Que répondre à la mairie de Fréjus, qui salive devant un éventuel chantier à 100 millions d'euros ? Prudence. Si la prison est construite en partenariat public-privé, le chantier risque de peu profiter aux entreprises locales du BTP. "Si Bouygues, Vinci ou encore Eiffage remportent le contrat, ils vont utiliser leurs filiales, explique la chercheuse. Ces grands groupes s'engagent en général à faire appel à 30 à 40% de PME locales indépendantes, pour rassurer, mais dans les faits, les PME du cru n'héritent que d'environ 10% du marché."
Autre source potentielle de déception : les gains en matière de dotation globale de fonctionnement (DGF).
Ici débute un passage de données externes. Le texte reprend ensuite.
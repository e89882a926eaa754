use async_trait::async_trait;

use crate::domain::authentication::errors::AuthenticationError;
use crate::domain::authentication::errors::RefreshTokenIdStoreError;
use crate::domain::authentication::models::ActiveUser;
use crate::domain::authentication::models::RefreshTokenId;
use crate::domain::authentication::models::SignInCommand;
use crate::domain::authentication::models::SignUpCommand;
use crate::domain::authentication::models::TokenPair;
use crate::domain::user::models::User;
use crate::domain::user::models::UserId;

/// Port for authentication operations.
#[async_trait]
pub trait AuthenticationServicePort: Send + Sync + 'static {
    /// Register a new user.
    ///
    /// # Arguments
    /// * `command` - Validated email and plaintext password
    ///
    /// # Returns
    /// Created user entity
    ///
    /// # Errors
    /// * `EmailAlreadyExists` - Email is already registered
    /// * Any other hashing or store failure, unchanged
    async fn sign_up(&self, command: SignUpCommand) -> Result<User, AuthenticationError>;

    /// Verify credentials and issue a token pair.
    ///
    /// # Errors
    /// * `UserNotFound` - No user with this email
    /// * `PasswordMismatch` - Password does not match the stored hash
    async fn sign_in(&self, command: SignInCommand) -> Result<TokenPair, AuthenticationError>;

    /// Exchange a refresh token for a new pair, consuming its rotation identifier.
    ///
    /// # Errors
    /// * `InvalidRefreshToken` - For every failure, whatever the cause
    async fn refresh_tokens(&self, refresh_token: &str)
        -> Result<TokenPair, AuthenticationError>;

    /// Verify an access token.
    ///
    /// # Errors
    /// * `InvalidAccessToken` - Token is invalid, expired, or not an access token
    async fn authenticate_access_token(
        &self,
        access_token: &str,
    ) -> Result<ActiveUser, AuthenticationError>;

    /// Retrieve user by identifier.
    ///
    /// # Errors
    /// * `NotFound` - User does not exist
    async fn get_user(&self, id: &UserId) -> Result<User, AuthenticationError>;
}

/// Tracks the single live refresh token identifier of each user.
#[async_trait]
pub trait RefreshTokenIdStore: Send + Sync + 'static {
    /// Set the current identifier, replacing any previous one.
    async fn record_identifier(
        &self,
        user_id: &UserId,
        token_id: &RefreshTokenId,
    ) -> Result<(), RefreshTokenIdStoreError>;

    /// Whether `token_id` is the current identifier. False when none is stored.
    async fn is_current_identifier(
        &self,
        user_id: &UserId,
        token_id: &RefreshTokenId,
    ) -> Result<bool, RefreshTokenIdStoreError>;

    /// Remove the current identifier.
    async fn clear(&self, user_id: &UserId) -> Result<(), RefreshTokenIdStoreError>;

    /// Atomically remove the identifier if it equals `token_id`.
    ///
    /// # Returns
    /// True if `token_id` was current and is now cleared
    async fn take_if_current(
        &self,
        user_id: &UserId,
        token_id: &RefreshTokenId,
    ) -> Result<bool, RefreshTokenIdStoreError>;
}
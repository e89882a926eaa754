use axum::extract::State;
use axum::http::StatusCode;
use axum::Extension;
use chrono::DateTime;
use chrono::Utc;
use serde::Serialize;

use super::ApiError;
use super::ApiSuccess;
use crate::domain::authentication::models::ActiveUser;
use crate::domain::authentication::ports::AuthenticationServicePort;
use crate::domain::user::models::User;
use crate::inbound::http::router::AppState;

pub async fn get_current_user<S: AuthenticationServicePort>(
    State(state): State<AppState<S>>,
    Extension(active_user): Extension<ActiveUser>,
) -> Result<ApiSuccess<CurrentUserResponseData>, ApiError> {
    state
        .authentication_service
        .get_user(&active_user.user_id)
        .await
        .map_err(ApiError::from)
        .map(|ref user| ApiSuccess::new(StatusCode::OK, user.into()))
}

#[derive(Debug, Clone, PartialEq, Eq, Serialize)]
pub struct CurrentUserResponseData {
    pub id: i64,
    pub email: String,
    pub created_at: DateTime<Utc>,
}

impl From<&User> for CurrentUserResponseData {
    fn from(user: &User) -> Self {
        Self {
            id: user.id.0,
            email: user.email.as_str().to_string(),
            created_at: user.created_at,
        }
    }
}
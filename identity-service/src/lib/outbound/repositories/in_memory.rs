use std::collections::HashMap;

use async_trait::async_trait;
use tokio::sync::RwLock;

use crate::domain::authentication::errors::RefreshTokenIdStoreError;
use crate::domain::authentication::models::RefreshTokenId;
use crate::domain::authentication::ports::RefreshTokenIdStore;
use crate::domain::user::models::UserId;

/// Process-local refresh token identifier store.
///
/// Identifiers are lost on restart, which signs every user out.
#[derive(Debug, Default)]
pub struct InMemoryRefreshTokenIdStore {
    identifiers: RwLock<HashMap<UserId, RefreshTokenId>>,
}

impl InMemoryRefreshTokenIdStore {
    pub fn new() -> Self {
        Self::default()
    }

    /// Current identifier of a user, if any.
    pub async fn current(&self, user_id: &UserId) -> Option<RefreshTokenId> {
        self.identifiers.read().await.get(user_id).copied()
    }

    pub async fn is_empty(&self) -> bool {
        self.identifiers.read().await.is_empty()
    }
}

#[async_trait]
impl RefreshTokenIdStore for InMemoryRefreshTokenIdStore {
    async fn record_identifier(
        &self,
        user_id: &UserId,
        token_id: &RefreshTokenId,
    ) -> Result<(), RefreshTokenIdStoreError> {
        self.identifiers.write().await.insert(*user_id, *token_id);
        Ok(())
    }

    async fn is_current_identifier(
        &self,
        user_id: &UserId,
        token_id: &RefreshTokenId,
    ) -> Result<bool, RefreshTokenIdStoreError> {
        Ok(self.identifiers.read().await.get(user_id) == Some(token_id))
    }

    async fn clear(&self, user_id: &UserId) -> Result<(), RefreshTokenIdStoreError> {
        self.identifiers.write().await.remove(user_id);
        Ok(())
    }

    async fn take_if_current(
        &self,
        user_id: &UserId,
        token_id: &RefreshTokenId,
    ) -> Result<bool, RefreshTokenIdStoreError> {
        let mut identifiers = self.identifiers.write().await;

        if identifiers.get(user_id) == Some(token_id) {
            identifiers.remove(user_id);
            Ok(true)
        } else {
            Ok(false)
        }
    }
}
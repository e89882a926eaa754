//! Argon2id password hashing in PHC string format.

pub mod argon2;
pub mod errors;

pub use argon2::PasswordHasher;
pub use errors::PasswordError;
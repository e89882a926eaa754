use async_trait::async_trait;
use chrono::DateTime;
use chrono::Utc;
use sqlx::FromRow;
use sqlx::PgPool;

use crate::domain::user::models::EmailAddress;
use crate::domain::user::models::NewUser;
use crate::domain::user::models::User;
use crate::domain::user::models::UserId;
use crate::domain::user::ports::UserRepository;
use crate::user::errors::UserError;

const EMAIL_UNIQUE_CONSTRAINT: &str = "users_email_key";

pub struct PostgresUserRepository {
    pool: PgPool,
}

impl PostgresUserRepository {
    pub fn new(pool: PgPool) -> Self {
        Self { pool }
    }
}

#[derive(Debug, FromRow)]
struct UserRow {
    id: i64,
    email: String,
    password_hash: String,
    created_at: DateTime<Utc>,
}

impl TryFrom<UserRow> for User {
    type Error = UserError;

    fn try_from(row: UserRow) -> Result<Self, Self::Error> {
        Ok(User {
            id: UserId(row.id),
            email: EmailAddress::new(row.email)?,
            password_hash: row.password_hash,
            created_at: row.created_at,
        })
    }
}

#[async_trait]
impl UserRepository for PostgresUserRepository {
    async fn create(&self, user: NewUser) -> Result<User, UserError> {
        let id: i64 = sqlx::query_scalar(
            r#"
            INSERT INTO users (email, password_hash, created_at)
            VALUES ($1, $2, $3)
            RETURNING id
            "#,
        )
        .bind(user.email.as_str())
        .bind(&user.password_hash)
        .bind(user.created_at)
        .fetch_one(&self.pool)
        .await
        .map_err(|e| {
            if let Some(db_err) = e.as_database_error() {
                if db_err.is_unique_violation()
                    && db_err.constraint() == Some(EMAIL_UNIQUE_CONSTRAINT)
                {
                    return UserError::EmailAlreadyExists(user.email.as_str().to_string());
                }
            }
            UserError::DatabaseError(e.to_string())
        })?;

        Ok(User {
            id: UserId(id),
            email: user.email,
            password_hash: user.password_hash,
            created_at: user.created_at,
        })
    }

    async fn find_by_id(&self, id: &UserId) -> Result<Option<User>, UserError> {
        sqlx::query_as::<_, UserRow>(
            r#"
            SELECT id, email, password_hash, created_at
            FROM users
            WHERE id = $1
            "#,
        )
        .bind(id.0)
        .fetch_optional(&self.pool)
        .await
        .map_err(|e| UserError::DatabaseError(e.to_string()))?
        .map(User::try_from)
        .transpose()
    }

    async fn find_by_email(&self, email: &EmailAddress) -> Result<Option<User>, UserError> {
        sqlx::query_as::<_, UserRow>(
            r#"
            SELECT id, email, password_hash, created_at
            FROM users
            WHERE email = $1
            "#,
        )
        .bind(email.as_str())
        .fetch_optional(&self.pool)
        .await
        .map_err(|e| UserError::DatabaseError(e.to_string()))?
        .map(User::try_from)
        .transpose()
    }
}
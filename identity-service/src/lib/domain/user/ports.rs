use async_trait::async_trait;

use crate::domain::user::models::EmailAddress;
use crate::domain::user::models::NewUser;
use crate::domain::user::models::User;
use crate::domain::user::models::UserId;
use crate::user::errors::UserError;

/// Persistence operations for user credentials.
#[async_trait]
pub trait UserRepository: Send + Sync + 'static {
    /// Persist new user to storage.
    ///
    /// # Arguments
    /// * `user` - User to create
    ///
    /// # Returns
    /// Created user entity with its assigned identifier
    ///
    /// # Errors
    /// * `EmailAlreadyExists` - Email is already registered
    /// * `DatabaseError` - Database operation failed
    async fn create(&self, user: NewUser) -> Result<User, UserError>;

    /// Retrieve user by identifier.
    ///
    /// # Returns
    /// Optional user entity (None if not found)
    ///
    /// # Errors
    /// * `DatabaseError` - Database operation failed
    async fn find_by_id(&self, id: &UserId) -> Result<Option<User>, UserError>;

    /// Retrieve user by email address.
    ///
    /// # Returns
    /// Optional user entity (None if not found)
    ///
    /// # Errors
    /// * `DatabaseError` - Database operation failed
    async fn find_by_email(&self, email: &EmailAddress) -> Result<Option<User>, UserError>;
}
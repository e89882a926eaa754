use std::fmt;
use std::str::FromStr;

use chrono::DateTime;
use chrono::Utc;

use crate::user::errors::EmailError;
use crate::user::errors::UserIdError;

/// User aggregate entity.
///
/// Created on sign-up and never modified by the authentication flow.
#[derive(Debug, Clone)]
pub struct User {
    pub id: UserId,
    pub email: EmailAddress,
    pub password_hash: String,
    pub created_at: DateTime<Utc>,
}

/// User unique identifier, assigned by the credential store.
#[derive(Debug, Clone, Copy, PartialEq, Eq, Hash, PartialOrd, Ord)]
pub struct UserId(pub i64);

impl UserId {
    /// Parse a user ID from string (e.g. a token subject).
    ///
    /// # Errors
    /// * `InvalidFormat` - String is not a decimal integer
    pub fn from_string(s: &str) -> Result<Self, UserIdError> {
        s.parse::<i64>()
            .map(UserId)
            .map_err(|e| UserIdError::InvalidFormat(format!("{}: {}", s, e)))
    }
}

impl fmt::Display for UserId {
    fn fmt(&self, f: &mut fmt::Formatter<'_>) -> fmt::Result {
        self.0.fmt(f)
    }
}

/// Email address type
///
/// Validates email format using RFC 5322 compliant parser.
#[derive(Debug, Clone, PartialEq, Eq)]
pub struct EmailAddress(String);

impl EmailAddress {
    /// Create a new validated email address.
    ///
    /// # Errors
    /// * `InvalidFormat` - Email does not conform to RFC 5322
    pub fn new(email: String) -> Result<Self, EmailError> {
        email_address::EmailAddress::from_str(&email)
            .map(|_| EmailAddress(email))
            .map_err(|e| EmailError::InvalidFormat(e.to_string()))
    }

    pub fn as_str(&self) -> &str {
        &self.0
    }
}

impl fmt::Display for EmailAddress {
    fn fmt(&self, f: &mut fmt::Formatter<'_>) -> fmt::Result {
        self.0.fmt(f)
    }
}

/// A user that has not been persisted yet.
#[derive(Debug, Clone)]
pub struct NewUser {
    pub email: EmailAddress,
    pub password_hash: String,
    pub created_at: DateTime<Utc>,
}

#[cfg(test)]
mod tests {
    use super::*;

    #[test]
    fn test_user_id_from_string() {
        assert_eq!(UserId::from_string("42"), Ok(UserId(42)));
        assert!(UserId::from_string("abc").is_err());
        assert!(UserId::from_string("").is_err());
    }

    #[test]
    fn test_email_address_validation() {
        assert!(EmailAddress::new("a@x.com".to_string()).is_ok());
        assert!(matches!(
            EmailAddress::new("not-an-email".to_string()),
            Err(EmailError::InvalidFormat(_))
        ));
    }
}
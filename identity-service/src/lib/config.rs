use std::env;

use config::Config as ConfigBuilder;
use config::ConfigError;
use config::Environment;
use config::File;
use serde::Deserialize;

const MIN_SECRET_LENGTH: usize = 32;
/// Ten years, in seconds.
const MAX_TOKEN_TTL: i64 = 10 * 365 * 24 * 60 * 60;

#[derive(Debug, Deserialize, Clone)]
pub struct Config {
    pub database: DatabaseConfig,
    pub server: ServerConfig,
    pub jwt: JwtConfig,
    pub password: PasswordConfig,
    pub refresh_tokens: RefreshTokenConfig,
}

#[derive(Debug, Deserialize, Clone)]
pub struct DatabaseConfig {
    pub url: String,
    pub max_connections: u32,
}

#[derive(Debug, Deserialize, Clone)]
pub struct ServerConfig {
    pub http_port: u16,
}

/// Token signing settings. TTLs are in seconds.
#[derive(Debug, Deserialize, Clone)]
pub struct JwtConfig {
    pub secret: String,
    pub issuer: String,
    pub audience: String,
    pub access_token_ttl: i64,
    pub refresh_token_ttl: i64,
}

/// Argon2id cost parameters used for new password hashes.
#[derive(Debug, Deserialize, Clone)]
pub struct PasswordConfig {
    pub memory_cost_kib: u32,
    pub iterations: u32,
    pub parallelism: u32,
}

#[derive(Debug, Deserialize, Clone)]
pub struct RefreshTokenConfig {
    pub store: RefreshTokenStoreKind,
}

/// Backing store for the current refresh token identifier of each user.
#[derive(Debug, Deserialize, Clone, Copy, PartialEq, Eq)]
#[serde(rename_all = "lowercase")]
pub enum RefreshTokenStoreKind {
    Postgres,
    Memory,
}

impl Config {
    /// Load configuration from files with environment variable overrides
    ///
    /// Priority (highest to lowest):
    /// 1. Environment variables (DATABASE__URL, JWT__SECRET, etc.)
    /// 2. Environment-specific config file (config/{environment}.toml)
    /// 3. Default config file (config/default.toml)
    /// 4. Built-in defaults
    pub fn load() -> Result<Self, ConfigError> {
        let run_mode = env::var("RUN_MODE").unwrap_or_else(|_| "development".to_string());

        let configuration = ConfigBuilder::builder()
            .set_default("database.max_connections", 5)?
            .set_default("server.http_port", 3000)?
            .set_default("jwt.issuer", "localhost")?
            .set_default("jwt.audience", "localhost")?
            .set_default("jwt.access_token_ttl", 3600)?
            .set_default("jwt.refresh_token_ttl", 86400)?
            .set_default("password.memory_cost_kib", argon2_defaults::MEMORY_COST_KIB)?
            .set_default("password.iterations", argon2_defaults::ITERATIONS)?
            .set_default("password.parallelism", argon2_defaults::PARALLELISM)?
            .set_default("refresh_tokens.store", "postgres")?
            .add_source(File::with_name("config/default").required(false))
            .add_source(File::with_name(&format!("config/{}", run_mode)).required(false))
            // Example: JWT__SECRET=... overrides jwt.secret
            .add_source(Environment::default().separator("__"))
            .build()?;

        let config: Config = configuration.try_deserialize()?;
        config.validate()?;

        Ok(config)
    }

    fn validate(&self) -> Result<(), ConfigError> {
        if self.jwt.secret.len() < MIN_SECRET_LENGTH {
            return Err(ConfigError::Message(format!(
                "jwt.secret must be at least {} bytes",
                MIN_SECRET_LENGTH
            )));
        }
        for (key, ttl) in [
            ("jwt.access_token_ttl", self.jwt.access_token_ttl),
            ("jwt.refresh_token_ttl", self.jwt.refresh_token_ttl),
        ] {
            if !(1..=MAX_TOKEN_TTL).contains(&ttl) {
                return Err(ConfigError::Message(format!(
                    "{} must be between 1 and {} seconds, got {}",
                    key, MAX_TOKEN_TTL, ttl
                )));
            }
        }
        Ok(())
    }
}

/// Matches `argon2::Params::DEFAULT_*`.
mod argon2_defaults {
    pub const MEMORY_COST_KIB: i64 = 19 * 1024;
    pub const ITERATIONS: i64 = 2;
    pub const PARALLELISM: i64 = 1;
}

#[cfg(test)]
mod tests {
    use super::*;

    fn config_with_secret(secret: &str) -> Config {
        Config {
            database: DatabaseConfig {
                url: "postgresql://localhost/identity".to_string(),
                max_connections: 5,
            },
            server: ServerConfig { http_port: 3000 },
            jwt: JwtConfig {
                secret: secret.to_string(),
                issuer: "localhost".to_string(),
                audience: "localhost".to_string(),
                access_token_ttl: 3600,
                refresh_token_ttl: 86400,
            },
            password: PasswordConfig {
                memory_cost_kib: 1024,
                iterations: 1,
                parallelism: 1,
            },
            refresh_tokens: RefreshTokenConfig {
                store: RefreshTokenStoreKind::Memory,
            },
        }
    }

    #[test]
    fn test_validate_rejects_short_secret() {
        let config = config_with_secret("short");
        assert!(config.validate().is_err());
    }

    #[test]
    fn test_validate_accepts_long_secret() {
        let config = config_with_secret("test-secret-key-for-jwt-signing-at-least-32-bytes");
        assert!(config.validate().is_ok());
    }

    #[test]
    fn test_validate_rejects_non_positive_ttl() {
        let mut config = config_with_secret("test-secret-key-for-jwt-signing-at-least-32-bytes");
        config.jwt.refresh_token_ttl = 0;
        assert!(config.validate().is_err());
    }

    #[test]
    fn test_validate_rejects_ttl_beyond_ten_years() {
        let mut config = config_with_secret("test-secret-key-for-jwt-signing-at-least-32-bytes");
        config.jwt.refresh_token_ttl = 10_000_000_000_000;
        assert!(config.validate().is_err());

        let mut config = config_with_secret("test-secret-key-for-jwt-signing-at-least-32-bytes");
        config.jwt.access_token_ttl = i64::MAX;
        assert!(config.validate().is_err());

        let mut config = config_with_secret("test-secret-key-for-jwt-signing-at-least-32-bytes");
        config.jwt.refresh_token_ttl = MAX_TOKEN_TTL;
        assert!(config.validate().is_ok());
    }

    #[test]
    fn test_store_kind_deserializes_lowercase() {
        let kind: RefreshTokenStoreKind = serde_json::from_str("\"memory\"").unwrap();
        assert_eq!(kind, RefreshTokenStoreKind::Memory);
    }
}
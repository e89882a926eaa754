use std::collections::HashMap;

use chrono::Duration;
use chrono::Utc;
use serde::Deserialize;
use serde::Serialize;

use super::errors::JwtError;

/// Custom claim carrying the user's email on access tokens.
pub const EMAIL_CLAIM: &str = "email";

/// Custom claim carrying the rotation identifier on refresh tokens.
pub const REFRESH_TOKEN_ID_CLAIM: &str = "refreshTokenId";

/// Generic JWT claims structure.
///
/// Supports standard RFC 7519 claims plus custom fields via `extra` map.
/// All standard fields are optional for maximum flexibility.
#[derive(Debug, Clone, Serialize, Deserialize, PartialEq, Default)]
pub struct Claims {
    /// Subject (user/entity identifier)
    #[serde(skip_serializing_if = "Option::is_none")]
    pub sub: Option<String>,

    /// Expiration time (Unix timestamp)
    #[serde(skip_serializing_if = "Option::is_none")]
    pub exp: Option<i64>,

    /// Issued at (Unix timestamp)
    #[serde(skip_serializing_if = "Option::is_none")]
    pub iat: Option<i64>,

    /// Not before (Unix timestamp)
    #[serde(skip_serializing_if = "Option::is_none")]
    pub nbf: Option<i64>,

    /// Issuer
    #[serde(skip_serializing_if = "Option::is_none")]
    pub iss: Option<String>,

    /// Audience
    #[serde(skip_serializing_if = "Option::is_none")]
    pub aud: Option<String>,

    /// JWT ID (unique token identifier)
    #[serde(skip_serializing_if = "Option::is_none")]
    pub jti: Option<String>,

    /// Additional custom fields (flattened into token)
    #[serde(flatten)]
    pub extra: HashMap<String, serde_json::Value>,
}

impl Claims {
    /// Create new empty claims.
    pub fn new() -> Self {
        Self::default()
    }

    /// Create claims for a subject, issued now and expiring after `time_to_live`.
    ///
    /// # Arguments
    /// * `subject` - Unique subject identifier
    /// * `time_to_live` - Lifetime of the token
    ///
    /// # Errors
    /// * `LifetimeOutOfRange` - Expiration is not representable as a timestamp
    pub fn issued_for(
        subject: impl ToString,
        time_to_live: Duration,
    ) -> Result<Self, JwtError> {
        let now = Utc::now();
        let expires_at = now
            .checked_add_signed(time_to_live)
            .ok_or_else(|| JwtError::LifetimeOutOfRange(time_to_live.to_string()))?;

        Ok(Self {
            sub: Some(subject.to_string()),
            exp: Some(expires_at.timestamp()),
            iat: Some(now.timestamp()),
            ..Self::default()
        })
    }

    /// Set subject.
    pub fn with_subject(mut self, sub: impl ToString) -> Self {
        self.sub = Some(sub.to_string());
        self
    }

    /// Set expiration (Unix timestamp).
    pub fn with_expiration(mut self, exp: i64) -> Self {
        self.exp = Some(exp);
        self
    }

    /// Set issued at (Unix timestamp).
    pub fn with_issued_at(mut self, iat: i64) -> Self {
        self.iat = Some(iat);
        self
    }

    /// Set issuer.
    pub fn with_issuer(mut self, iss: impl Into<String>) -> Self {
        self.iss = Some(iss.into());
        self
    }

    /// Set audience.
    pub fn with_audience(mut self, aud: impl Into<String>) -> Self {
        self.aud = Some(aud.into());
        self
    }

    /// Add a custom field.
    pub fn with_extra(mut self, key: impl ToString, value: impl Serialize) -> Self {
        if let Ok(json_value) = serde_json::to_value(value) {
            self.extra.insert(key.to_string(), json_value);
        }
        self
    }

    /// Read a custom string field.
    pub fn extra_str(&self, key: &str) -> Option<&str> {
        self.extra.get(key).and_then(|v| v.as_str())
    }

    /// Email of an access token.
    pub fn email(&self) -> Option<&str> {
        self.extra_str(EMAIL_CLAIM)
    }

    /// Rotation identifier of a refresh token.
    pub fn refresh_token_id(&self) -> Option<&str> {
        self.extra_str(REFRESH_TOKEN_ID_CLAIM)
    }
}
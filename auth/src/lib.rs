//! Authentication utilities library
//!
//! Provides reusable authentication infrastructure for services:
//! - Password hashing (Argon2id)
//! - JWT token generation and validation bound to an issuer and audience
//! - Authentication coordination
//!
//! Each service defines its own authentication traits and adapts these implementations.
//!
//! # Examples
//!
//! ## Password Hashing
//! ```
//! use auth::PasswordHasher;
//!
//! let hasher = PasswordHasher::new();
//! let hash = hasher.hash("my_password").unwrap();
//! let is_valid = hasher.verify("my_password", &hash).unwrap();
//! assert!(is_valid);
//! ```
//!
//! ## JWT Tokens
//! ```
//! use auth::{Claims, JwtHandler};
//! use chrono::Duration;
//!
//! let handler = JwtHandler::new(b"secret_key_at_least_32_bytes_long!")
//!     .with_issuer("identity")
//!     .with_audience("localhost");
//! let claims = Claims::issued_for("42", Duration::minutes(15))
//!     .unwrap()
//!     .with_issuer("identity")
//!     .with_audience("localhost");
//! let token = handler.encode(&claims).unwrap();
//! let decoded: Claims = handler.decode(&token).unwrap();
//! assert_eq!(decoded.sub.as_deref(), Some("42"));
//! ```
//!
//! ## Complete Authentication Flow
//! ```
//! use auth::{Authenticator, Claims, EMAIL_CLAIM};
//! use chrono::Duration;
//!
//! let auth = Authenticator::new(b"secret_key_at_least_32_bytes_long!")
//!     .with_issuer("identity")
//!     .with_audience("localhost");
//!
//! // Register: hash password
//! let hash = auth.hash_password("password123").unwrap();
//!
//! // Login: verify and sign a token
//! auth.verify_password("password123", &hash).unwrap();
//! let claims = auth
//!     .claims_for(42, Duration::minutes(15))
//!     .unwrap()
//!     .with_extra(EMAIL_CLAIM, "alice@example.com");
//! let token = auth.generate_token(&claims).unwrap();
//!
//! // Validate token
//! let decoded: Claims = auth.validate_token(&token).unwrap();
//! assert_eq!(decoded.email(), Some("alice@example.com"));
//! ```

pub mod authenticator;
pub mod jwt;
pub mod password;

// Re-export commonly used items
pub use authenticator::AuthenticationError;
pub use authenticator::Authenticator;
pub use jwt::Claims;
pub use jwt::JwtError;
pub use jwt::JwtHandler;
pub use jwt::EMAIL_CLAIM;
pub use jwt::REFRESH_TOKEN_ID_CLAIM;
pub use password::PasswordError;
pub use password::PasswordHasher;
Cette dotation est versée par l'Etat aux communes en fonction de leur nombre d'habitants. Lorsqu'une prison est construite, chaque détenu compte pour un habitant supplémentaire et permet de gonfler la DGF. L'impact est minime, prévient l'économiste : "Ce supplément représente seulement 0,5% du budget communal" pour une ville de 7 500 habitants accueillant un établissement de 400 places. Soit un gain de 40 000 euros par an.
"La plupart des maires concernés veulent tellement accueillir leur prison qu'ils s'interdisent de négocier en amont, pour ne pas plomber leur candidature", constate Isabelle Leroux. Or, une prison peut être l'occasion d'obtenir des aménagements routiers, des projets de lotissements ou encore un équipement public.
Le géographe Olivier Milhaud cite ainsi le cas de l'ancien maire de Saran, près d'Orléans (Loiret). Celui-ci s'est longuement opposé à l'accueil d'un centre pénitentiaire, à la fin des années 2000, avant de finir par y consentir. "On s'est rendu compte par la suite qu'il avait réussi à obtenir un regroupement de cliniques privées sur sa commune", avec des impôts locaux à la clé, raconte le chercheur. Son collègue Gérald Billard note que la commune de Vezin-le-Coquet (Ille-et-Vilaine) a obtenu une gendarmerie en même temps qu'une prison.
"Ce n'est qu'en menant une réflexion sur le développement autour de la prison qu'on peut échapper à un non-sens économique", conclut Isabelle Leroux. In fine, l'intérêt du détenu doit primer, estime-t-elle, appelant à veiller à développer les liens entre la prison et le tissu économique local pour permettre une bonne réinsertion et éviter la récidive.